§ **Stored data**
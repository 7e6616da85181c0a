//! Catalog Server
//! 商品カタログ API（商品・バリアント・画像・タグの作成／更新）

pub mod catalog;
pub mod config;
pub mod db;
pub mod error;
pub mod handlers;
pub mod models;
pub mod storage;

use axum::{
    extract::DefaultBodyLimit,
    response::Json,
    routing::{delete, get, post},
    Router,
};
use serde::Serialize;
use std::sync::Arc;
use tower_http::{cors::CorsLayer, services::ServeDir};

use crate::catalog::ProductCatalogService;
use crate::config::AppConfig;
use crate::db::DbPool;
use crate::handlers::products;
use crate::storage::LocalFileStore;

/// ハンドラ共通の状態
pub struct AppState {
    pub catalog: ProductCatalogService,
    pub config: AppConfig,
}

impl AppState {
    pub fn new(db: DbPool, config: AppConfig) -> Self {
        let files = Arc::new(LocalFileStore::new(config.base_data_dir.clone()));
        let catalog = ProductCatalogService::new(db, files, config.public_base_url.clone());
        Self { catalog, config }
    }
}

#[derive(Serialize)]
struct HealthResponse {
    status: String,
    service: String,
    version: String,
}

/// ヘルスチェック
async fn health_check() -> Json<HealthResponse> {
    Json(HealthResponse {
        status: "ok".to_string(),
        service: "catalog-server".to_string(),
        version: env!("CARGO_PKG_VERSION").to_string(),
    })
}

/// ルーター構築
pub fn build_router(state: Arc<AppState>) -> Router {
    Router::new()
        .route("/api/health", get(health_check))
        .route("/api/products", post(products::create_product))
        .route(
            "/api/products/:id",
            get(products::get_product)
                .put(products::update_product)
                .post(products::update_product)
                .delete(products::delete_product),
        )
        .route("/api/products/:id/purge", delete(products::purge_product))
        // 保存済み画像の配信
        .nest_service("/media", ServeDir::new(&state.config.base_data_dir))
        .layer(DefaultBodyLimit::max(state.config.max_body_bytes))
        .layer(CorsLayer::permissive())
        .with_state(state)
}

§ **Exercise**
Take the line that holds "Router::new()" as the first and the last line of the material as the final one. Print that span exactly, both ends included.

§ **Output**
    Router::new()
        .route("/api/health", get(health_check))
        .route("/api/products", post(products::create_product))
        .route(
            "/api/products/:id",
            get(products::get_product)
                .put(products::update_product)
                .post(products::update_product)
                .delete(products::delete_product),
        )
        .route("/api/products/:id/purge", delete(products::purge_product))
        // 保存済み画像の配信
        .nest_service("/media", ServeDir::new(&state.config.base_data_dir))
        .layer(DefaultBodyLimit::max(state.config.max_body_bytes))
        .layer(CorsLayer::permissive())
        .with_state(state)
}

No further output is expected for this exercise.